(Data records)
=== Section Start ===

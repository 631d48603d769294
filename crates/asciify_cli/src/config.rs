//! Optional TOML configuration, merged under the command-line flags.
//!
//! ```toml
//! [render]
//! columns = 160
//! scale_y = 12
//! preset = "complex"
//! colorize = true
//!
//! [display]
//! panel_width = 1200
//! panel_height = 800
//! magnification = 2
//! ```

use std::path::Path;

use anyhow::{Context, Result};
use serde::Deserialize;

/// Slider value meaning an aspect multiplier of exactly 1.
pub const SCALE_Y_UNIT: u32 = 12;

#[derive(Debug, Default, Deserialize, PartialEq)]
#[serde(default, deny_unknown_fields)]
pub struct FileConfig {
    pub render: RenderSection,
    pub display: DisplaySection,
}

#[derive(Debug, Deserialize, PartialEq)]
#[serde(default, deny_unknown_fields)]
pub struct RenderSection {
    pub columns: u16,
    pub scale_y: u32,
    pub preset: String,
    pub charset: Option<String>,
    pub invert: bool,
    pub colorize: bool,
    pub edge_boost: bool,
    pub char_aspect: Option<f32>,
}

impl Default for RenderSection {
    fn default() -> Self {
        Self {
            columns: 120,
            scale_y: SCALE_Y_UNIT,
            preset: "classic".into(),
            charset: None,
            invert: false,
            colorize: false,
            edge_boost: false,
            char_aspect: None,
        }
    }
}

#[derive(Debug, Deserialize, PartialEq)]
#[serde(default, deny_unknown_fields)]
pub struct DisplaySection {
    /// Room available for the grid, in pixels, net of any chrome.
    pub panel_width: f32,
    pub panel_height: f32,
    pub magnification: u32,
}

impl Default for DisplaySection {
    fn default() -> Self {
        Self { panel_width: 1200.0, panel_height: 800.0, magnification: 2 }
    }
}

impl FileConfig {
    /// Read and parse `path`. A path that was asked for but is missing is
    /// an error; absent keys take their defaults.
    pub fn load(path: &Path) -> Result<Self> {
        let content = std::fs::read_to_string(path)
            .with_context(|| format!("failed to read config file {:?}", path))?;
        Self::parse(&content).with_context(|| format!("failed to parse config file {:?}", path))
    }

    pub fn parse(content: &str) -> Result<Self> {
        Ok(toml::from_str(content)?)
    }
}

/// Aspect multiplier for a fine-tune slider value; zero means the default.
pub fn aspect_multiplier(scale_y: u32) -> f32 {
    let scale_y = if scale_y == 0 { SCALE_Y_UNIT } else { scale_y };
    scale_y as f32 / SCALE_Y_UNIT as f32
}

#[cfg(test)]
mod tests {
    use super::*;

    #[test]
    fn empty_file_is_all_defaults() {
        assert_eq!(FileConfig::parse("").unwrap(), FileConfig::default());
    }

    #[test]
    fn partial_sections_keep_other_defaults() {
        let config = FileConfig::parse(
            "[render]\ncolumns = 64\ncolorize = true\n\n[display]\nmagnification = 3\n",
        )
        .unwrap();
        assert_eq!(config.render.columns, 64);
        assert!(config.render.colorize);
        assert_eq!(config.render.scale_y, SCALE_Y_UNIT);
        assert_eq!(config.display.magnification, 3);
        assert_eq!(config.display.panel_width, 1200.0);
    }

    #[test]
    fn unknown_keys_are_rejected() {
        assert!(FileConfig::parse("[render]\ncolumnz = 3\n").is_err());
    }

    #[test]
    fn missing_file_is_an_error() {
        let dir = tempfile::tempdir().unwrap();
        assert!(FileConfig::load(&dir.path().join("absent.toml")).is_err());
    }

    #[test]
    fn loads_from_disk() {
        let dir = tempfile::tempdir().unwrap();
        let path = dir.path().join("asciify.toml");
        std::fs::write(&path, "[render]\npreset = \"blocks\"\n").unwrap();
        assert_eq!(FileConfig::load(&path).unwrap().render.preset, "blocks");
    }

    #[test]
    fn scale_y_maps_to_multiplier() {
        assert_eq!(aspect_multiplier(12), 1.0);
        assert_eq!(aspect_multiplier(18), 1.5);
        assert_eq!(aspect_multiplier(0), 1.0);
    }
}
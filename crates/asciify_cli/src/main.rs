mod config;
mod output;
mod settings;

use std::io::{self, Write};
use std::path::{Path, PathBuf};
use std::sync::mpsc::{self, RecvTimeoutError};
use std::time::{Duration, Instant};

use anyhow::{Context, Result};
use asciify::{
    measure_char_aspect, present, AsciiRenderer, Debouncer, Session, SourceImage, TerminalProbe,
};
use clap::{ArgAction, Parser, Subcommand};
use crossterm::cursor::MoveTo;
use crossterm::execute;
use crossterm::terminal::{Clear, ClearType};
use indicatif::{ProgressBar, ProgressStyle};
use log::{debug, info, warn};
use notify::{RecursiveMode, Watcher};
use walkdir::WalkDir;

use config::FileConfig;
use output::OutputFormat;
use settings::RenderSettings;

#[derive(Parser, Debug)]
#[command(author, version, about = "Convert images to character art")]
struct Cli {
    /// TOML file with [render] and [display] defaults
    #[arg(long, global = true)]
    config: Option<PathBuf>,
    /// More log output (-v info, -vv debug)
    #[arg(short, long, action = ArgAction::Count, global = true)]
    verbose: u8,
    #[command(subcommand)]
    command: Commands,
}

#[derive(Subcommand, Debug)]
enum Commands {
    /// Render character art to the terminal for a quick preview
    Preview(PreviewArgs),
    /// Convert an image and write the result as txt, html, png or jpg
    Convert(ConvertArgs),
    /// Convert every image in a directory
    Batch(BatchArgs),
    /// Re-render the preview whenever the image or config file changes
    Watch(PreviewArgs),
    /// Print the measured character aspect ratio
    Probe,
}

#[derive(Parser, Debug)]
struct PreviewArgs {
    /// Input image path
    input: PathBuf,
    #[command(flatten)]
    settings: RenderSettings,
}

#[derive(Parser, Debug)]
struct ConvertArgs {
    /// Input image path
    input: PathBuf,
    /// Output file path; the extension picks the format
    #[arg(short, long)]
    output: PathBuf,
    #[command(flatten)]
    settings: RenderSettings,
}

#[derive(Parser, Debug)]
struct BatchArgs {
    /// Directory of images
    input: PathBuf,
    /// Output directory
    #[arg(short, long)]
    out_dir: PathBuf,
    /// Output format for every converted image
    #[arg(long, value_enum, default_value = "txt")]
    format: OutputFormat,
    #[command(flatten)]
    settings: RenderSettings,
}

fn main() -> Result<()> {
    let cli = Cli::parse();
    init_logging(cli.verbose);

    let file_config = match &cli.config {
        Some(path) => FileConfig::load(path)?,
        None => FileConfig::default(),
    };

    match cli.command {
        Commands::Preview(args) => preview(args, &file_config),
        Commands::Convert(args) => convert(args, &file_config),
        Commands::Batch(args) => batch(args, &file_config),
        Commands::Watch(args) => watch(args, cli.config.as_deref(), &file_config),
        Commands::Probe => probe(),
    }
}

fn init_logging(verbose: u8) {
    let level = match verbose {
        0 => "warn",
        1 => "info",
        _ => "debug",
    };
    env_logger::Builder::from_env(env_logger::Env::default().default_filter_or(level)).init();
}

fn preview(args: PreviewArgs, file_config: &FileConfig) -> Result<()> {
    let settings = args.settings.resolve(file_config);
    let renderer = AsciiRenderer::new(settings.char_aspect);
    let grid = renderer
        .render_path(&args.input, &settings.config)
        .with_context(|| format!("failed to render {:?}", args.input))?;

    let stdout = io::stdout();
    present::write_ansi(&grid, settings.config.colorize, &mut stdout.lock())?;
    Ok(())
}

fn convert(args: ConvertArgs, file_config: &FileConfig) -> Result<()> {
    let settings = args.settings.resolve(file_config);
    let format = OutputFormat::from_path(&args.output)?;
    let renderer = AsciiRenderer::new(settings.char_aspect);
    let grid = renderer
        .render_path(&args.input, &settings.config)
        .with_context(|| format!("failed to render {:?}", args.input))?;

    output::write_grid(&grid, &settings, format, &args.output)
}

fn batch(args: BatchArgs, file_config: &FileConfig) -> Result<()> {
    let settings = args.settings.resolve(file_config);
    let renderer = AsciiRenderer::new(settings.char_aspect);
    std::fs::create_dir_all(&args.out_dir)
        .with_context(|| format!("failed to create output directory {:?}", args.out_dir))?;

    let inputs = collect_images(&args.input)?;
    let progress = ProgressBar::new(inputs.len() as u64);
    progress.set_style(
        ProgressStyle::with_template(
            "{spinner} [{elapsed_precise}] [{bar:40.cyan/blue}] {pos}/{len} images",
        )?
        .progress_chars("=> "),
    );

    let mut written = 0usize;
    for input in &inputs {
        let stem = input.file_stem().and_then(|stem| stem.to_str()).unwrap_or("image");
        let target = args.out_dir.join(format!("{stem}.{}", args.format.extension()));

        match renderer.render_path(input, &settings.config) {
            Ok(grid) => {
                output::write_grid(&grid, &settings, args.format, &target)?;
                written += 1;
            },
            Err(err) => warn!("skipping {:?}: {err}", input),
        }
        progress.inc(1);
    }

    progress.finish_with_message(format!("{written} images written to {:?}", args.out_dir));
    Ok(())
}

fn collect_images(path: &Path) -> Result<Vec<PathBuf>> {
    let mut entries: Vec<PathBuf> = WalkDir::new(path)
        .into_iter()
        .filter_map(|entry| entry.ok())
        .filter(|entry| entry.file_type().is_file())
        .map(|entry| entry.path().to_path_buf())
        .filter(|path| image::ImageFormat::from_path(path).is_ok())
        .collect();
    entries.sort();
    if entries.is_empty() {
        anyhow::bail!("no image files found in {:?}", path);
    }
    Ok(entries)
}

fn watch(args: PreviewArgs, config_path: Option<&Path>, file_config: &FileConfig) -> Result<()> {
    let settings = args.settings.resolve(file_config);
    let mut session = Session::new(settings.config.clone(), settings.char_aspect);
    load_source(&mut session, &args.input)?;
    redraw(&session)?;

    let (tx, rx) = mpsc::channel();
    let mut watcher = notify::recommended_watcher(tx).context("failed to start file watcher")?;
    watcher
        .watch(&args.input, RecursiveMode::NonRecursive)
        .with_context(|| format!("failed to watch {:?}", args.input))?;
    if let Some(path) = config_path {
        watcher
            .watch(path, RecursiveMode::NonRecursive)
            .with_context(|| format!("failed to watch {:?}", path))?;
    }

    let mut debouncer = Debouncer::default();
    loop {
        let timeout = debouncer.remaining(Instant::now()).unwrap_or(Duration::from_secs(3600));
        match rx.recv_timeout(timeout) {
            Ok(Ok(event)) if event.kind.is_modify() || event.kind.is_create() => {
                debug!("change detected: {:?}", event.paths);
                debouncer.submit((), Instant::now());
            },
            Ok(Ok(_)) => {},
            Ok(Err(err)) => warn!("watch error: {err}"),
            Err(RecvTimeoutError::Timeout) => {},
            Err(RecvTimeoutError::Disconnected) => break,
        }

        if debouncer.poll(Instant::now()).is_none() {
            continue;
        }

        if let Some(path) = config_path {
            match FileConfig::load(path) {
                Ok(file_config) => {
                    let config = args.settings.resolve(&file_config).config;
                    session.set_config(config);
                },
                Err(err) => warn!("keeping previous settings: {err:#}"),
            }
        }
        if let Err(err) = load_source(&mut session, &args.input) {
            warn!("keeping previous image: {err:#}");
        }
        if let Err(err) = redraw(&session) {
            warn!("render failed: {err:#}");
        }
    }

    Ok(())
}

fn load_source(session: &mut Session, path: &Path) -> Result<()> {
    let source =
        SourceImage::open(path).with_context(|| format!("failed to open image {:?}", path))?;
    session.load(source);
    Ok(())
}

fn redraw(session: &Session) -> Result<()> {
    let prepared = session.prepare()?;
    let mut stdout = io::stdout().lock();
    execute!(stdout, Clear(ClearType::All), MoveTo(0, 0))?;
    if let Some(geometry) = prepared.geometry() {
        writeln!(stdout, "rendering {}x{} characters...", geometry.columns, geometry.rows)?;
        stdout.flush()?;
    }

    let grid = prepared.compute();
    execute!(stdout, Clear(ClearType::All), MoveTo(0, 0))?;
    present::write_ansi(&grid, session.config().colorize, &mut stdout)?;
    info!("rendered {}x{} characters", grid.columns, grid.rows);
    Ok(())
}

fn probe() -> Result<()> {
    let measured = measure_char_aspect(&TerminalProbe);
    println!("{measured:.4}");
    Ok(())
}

=== Section End ===

- EXERCISE DETAILS -
Look through the records for the word "Instant". Every line that has it should be copied.

- ANSWER SECTION -
use std::time::{Duration, Instant};
        let timeout = debouncer.remaining(Instant::now()).unwrap_or(Duration::from_secs(3600));
                debouncer.submit((), Instant::now());
        if debouncer.poll(Instant::now()).is_none() {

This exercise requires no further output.